Beyond this portrayal of the Joker, I get a little weary of Hollywood’s continuing strategy to release more and more sequels or remakes of childhood entertainment. Of course we’re going to go see the next Batman, Indiana Jones, Spiderman, Pirates of the Caribbean, Terminator blockbuster! How could we miss it?

What’s interesting? The paradigm has tilted. I remember popular opinion, indeed movie dialogs from Clerks and Scream, belaboring the ridiculousness of sequels. (Except for Godfather movies they claimed). Someone at the big production studios saw through that and realized that if they keep releasing the next serial they will generate larger and larger profits so long as they aren’t complete garbage.

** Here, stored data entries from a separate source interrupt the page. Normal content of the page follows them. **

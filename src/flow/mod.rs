//! Signup flow core — configuration model, draft state, and navigation.
//!
//! A flow instance is created when the user picks a role and jurisdiction:
//! the [`registry`] resolves the ordered step list, the [`controller`] seeds
//! a [`Draft`] with that pair and drives navigation, and every step reads
//! and writes the same draft until final submission.

pub mod controller;
pub mod draft;
pub mod model;
pub mod registry;
pub mod step;

pub use controller::{Advance, FlowController};
pub use draft::{Draft, fields};
pub use model::{Jurisdiction, Role, RoleRecordKind};
pub use registry::get_signup_config;
pub use step::{FlowConfiguration, SkipRule, StepDescriptor, StepGate, StepId};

From a transplanted comic book perspective, I can’t comment as an expert. But the movie seemed to fulfill the recent stylistic requirements of the plot as a giant robot wondering through the movie and picking up characters and scenes, peering at them and putting them back down before it drags the main, main characters into the next. You can see the classic comic book angles, the lighting and almost the borders of each frame as plot elements are put together in a static-seeming flowchart consisting of boxes and arrows manner. That plus batman’s gear was bitchin. I loved that during daylight, batman drives a lamborghini beyron or a bright red sport bike.

Favorite scenes? Joker dressed as a nurse tending to two-face, batman driving his night motorcycle, batman absconding with Lau from Hong Kong and the prisoner on the ferry dumping the detonator out the window.